*** DATA FOR THIS TASK ***
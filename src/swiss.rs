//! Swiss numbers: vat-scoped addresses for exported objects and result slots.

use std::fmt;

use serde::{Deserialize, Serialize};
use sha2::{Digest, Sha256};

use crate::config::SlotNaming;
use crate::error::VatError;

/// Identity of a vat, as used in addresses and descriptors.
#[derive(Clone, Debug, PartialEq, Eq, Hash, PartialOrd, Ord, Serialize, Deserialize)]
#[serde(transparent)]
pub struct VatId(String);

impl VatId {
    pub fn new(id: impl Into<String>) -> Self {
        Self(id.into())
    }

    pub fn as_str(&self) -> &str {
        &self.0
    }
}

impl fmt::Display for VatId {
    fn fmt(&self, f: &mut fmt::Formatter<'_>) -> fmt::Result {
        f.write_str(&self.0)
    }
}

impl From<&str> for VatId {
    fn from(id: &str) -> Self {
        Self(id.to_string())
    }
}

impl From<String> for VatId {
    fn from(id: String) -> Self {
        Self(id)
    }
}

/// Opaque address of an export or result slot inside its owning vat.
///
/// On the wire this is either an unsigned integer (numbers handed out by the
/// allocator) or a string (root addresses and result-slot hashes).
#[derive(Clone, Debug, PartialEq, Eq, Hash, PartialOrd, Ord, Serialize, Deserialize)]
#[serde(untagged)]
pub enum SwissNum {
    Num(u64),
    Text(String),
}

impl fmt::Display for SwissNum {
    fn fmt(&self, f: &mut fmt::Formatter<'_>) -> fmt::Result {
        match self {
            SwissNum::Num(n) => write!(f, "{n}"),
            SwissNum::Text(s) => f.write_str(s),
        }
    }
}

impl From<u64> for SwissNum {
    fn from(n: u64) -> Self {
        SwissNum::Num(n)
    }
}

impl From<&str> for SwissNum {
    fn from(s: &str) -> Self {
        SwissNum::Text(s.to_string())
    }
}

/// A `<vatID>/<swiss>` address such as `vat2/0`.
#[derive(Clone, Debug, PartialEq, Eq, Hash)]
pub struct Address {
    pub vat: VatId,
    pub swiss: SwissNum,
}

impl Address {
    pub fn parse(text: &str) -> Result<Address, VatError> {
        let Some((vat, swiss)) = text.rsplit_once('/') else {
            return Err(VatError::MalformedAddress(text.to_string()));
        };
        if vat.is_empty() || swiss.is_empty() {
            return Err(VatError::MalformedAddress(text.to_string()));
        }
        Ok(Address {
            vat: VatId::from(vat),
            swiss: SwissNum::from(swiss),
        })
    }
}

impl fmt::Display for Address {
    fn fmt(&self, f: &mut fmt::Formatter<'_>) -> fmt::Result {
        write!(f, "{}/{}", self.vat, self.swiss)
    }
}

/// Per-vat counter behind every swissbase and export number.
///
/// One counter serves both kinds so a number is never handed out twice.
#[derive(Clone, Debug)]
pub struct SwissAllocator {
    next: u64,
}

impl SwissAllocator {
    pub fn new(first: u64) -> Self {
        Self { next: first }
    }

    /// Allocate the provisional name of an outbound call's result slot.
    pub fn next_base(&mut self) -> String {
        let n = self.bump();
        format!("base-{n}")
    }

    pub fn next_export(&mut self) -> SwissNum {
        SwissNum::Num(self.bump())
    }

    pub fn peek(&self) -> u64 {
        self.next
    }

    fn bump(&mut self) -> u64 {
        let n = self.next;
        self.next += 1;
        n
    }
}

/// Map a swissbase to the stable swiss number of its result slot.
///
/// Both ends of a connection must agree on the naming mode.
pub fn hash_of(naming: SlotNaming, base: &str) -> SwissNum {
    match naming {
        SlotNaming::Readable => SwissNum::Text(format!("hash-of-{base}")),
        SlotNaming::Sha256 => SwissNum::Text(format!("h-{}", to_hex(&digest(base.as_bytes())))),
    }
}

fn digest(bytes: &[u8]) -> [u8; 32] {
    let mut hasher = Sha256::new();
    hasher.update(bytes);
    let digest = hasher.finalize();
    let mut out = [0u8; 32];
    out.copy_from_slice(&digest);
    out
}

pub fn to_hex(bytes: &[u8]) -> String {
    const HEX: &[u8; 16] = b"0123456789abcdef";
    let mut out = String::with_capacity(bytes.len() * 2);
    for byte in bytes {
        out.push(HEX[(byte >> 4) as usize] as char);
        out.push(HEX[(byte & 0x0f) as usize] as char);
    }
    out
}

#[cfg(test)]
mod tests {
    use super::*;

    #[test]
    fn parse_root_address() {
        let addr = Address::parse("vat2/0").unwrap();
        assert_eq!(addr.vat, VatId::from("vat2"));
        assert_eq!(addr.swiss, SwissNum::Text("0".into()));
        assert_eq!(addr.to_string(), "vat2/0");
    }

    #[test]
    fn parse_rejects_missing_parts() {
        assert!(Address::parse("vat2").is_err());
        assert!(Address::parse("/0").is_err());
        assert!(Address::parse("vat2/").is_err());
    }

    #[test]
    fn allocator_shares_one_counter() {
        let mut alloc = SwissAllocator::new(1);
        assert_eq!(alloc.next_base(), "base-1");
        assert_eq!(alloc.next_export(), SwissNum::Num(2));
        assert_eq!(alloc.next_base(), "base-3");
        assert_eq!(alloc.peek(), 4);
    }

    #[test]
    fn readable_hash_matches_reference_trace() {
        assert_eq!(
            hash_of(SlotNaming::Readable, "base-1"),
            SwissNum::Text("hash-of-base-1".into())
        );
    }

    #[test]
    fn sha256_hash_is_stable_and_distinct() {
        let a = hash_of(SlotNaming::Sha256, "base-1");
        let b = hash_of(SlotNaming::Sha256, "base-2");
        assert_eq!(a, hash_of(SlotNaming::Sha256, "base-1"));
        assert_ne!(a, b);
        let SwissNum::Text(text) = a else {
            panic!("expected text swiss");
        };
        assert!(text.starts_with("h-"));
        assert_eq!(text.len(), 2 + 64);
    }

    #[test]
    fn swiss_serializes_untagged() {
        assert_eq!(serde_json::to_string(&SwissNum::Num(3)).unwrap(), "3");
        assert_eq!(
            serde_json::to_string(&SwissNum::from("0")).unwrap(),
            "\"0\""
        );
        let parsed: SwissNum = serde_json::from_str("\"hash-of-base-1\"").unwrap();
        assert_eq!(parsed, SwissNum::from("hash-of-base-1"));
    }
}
***
*** DATA FOR THIS TASK ***
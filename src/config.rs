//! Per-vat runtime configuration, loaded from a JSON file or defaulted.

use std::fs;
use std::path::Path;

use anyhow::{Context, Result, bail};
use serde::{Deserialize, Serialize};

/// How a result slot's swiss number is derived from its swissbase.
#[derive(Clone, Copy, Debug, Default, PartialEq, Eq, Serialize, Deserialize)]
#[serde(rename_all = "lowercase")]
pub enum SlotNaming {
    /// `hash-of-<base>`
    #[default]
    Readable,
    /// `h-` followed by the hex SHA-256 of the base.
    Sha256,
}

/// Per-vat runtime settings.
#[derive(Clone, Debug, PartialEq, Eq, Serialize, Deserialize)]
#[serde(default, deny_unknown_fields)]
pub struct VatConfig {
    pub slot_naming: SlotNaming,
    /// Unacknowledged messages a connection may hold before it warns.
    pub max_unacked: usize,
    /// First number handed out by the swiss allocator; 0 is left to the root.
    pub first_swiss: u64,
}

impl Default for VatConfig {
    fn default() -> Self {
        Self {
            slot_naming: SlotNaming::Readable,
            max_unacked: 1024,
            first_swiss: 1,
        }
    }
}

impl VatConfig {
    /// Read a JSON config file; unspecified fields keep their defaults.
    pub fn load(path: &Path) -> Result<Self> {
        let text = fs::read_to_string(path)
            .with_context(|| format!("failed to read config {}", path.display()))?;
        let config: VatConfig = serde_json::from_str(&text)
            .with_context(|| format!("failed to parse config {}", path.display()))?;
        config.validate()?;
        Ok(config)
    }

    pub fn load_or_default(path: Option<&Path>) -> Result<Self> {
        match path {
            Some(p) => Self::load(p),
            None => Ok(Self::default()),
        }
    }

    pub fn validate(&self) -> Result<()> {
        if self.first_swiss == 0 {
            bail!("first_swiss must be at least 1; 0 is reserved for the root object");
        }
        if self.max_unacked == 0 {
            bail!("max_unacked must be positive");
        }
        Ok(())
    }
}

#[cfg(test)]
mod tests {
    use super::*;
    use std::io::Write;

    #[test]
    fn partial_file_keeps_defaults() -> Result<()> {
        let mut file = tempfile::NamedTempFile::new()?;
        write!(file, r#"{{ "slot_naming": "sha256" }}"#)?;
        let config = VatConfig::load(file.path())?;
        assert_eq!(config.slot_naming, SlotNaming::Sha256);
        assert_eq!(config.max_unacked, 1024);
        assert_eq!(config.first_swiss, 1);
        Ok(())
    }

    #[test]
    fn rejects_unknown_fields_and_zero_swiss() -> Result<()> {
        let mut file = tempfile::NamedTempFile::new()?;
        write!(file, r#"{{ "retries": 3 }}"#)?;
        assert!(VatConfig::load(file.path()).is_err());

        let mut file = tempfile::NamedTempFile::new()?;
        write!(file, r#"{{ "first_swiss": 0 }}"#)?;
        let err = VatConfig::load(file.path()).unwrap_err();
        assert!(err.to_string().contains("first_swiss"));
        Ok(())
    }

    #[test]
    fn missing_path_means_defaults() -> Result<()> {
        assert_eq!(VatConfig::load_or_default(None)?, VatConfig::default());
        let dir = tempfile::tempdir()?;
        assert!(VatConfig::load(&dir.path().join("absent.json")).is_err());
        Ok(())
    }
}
***
● HOW TO COMPLETE THIS TASK
Copy out each line in the listing that has the word "numbers".

● EXERCISE RESULT
//! Swiss numbers: vat-scoped addresses for exported objects and result slots.
/// On the wire this is either an unsigned integer (numbers handed out by the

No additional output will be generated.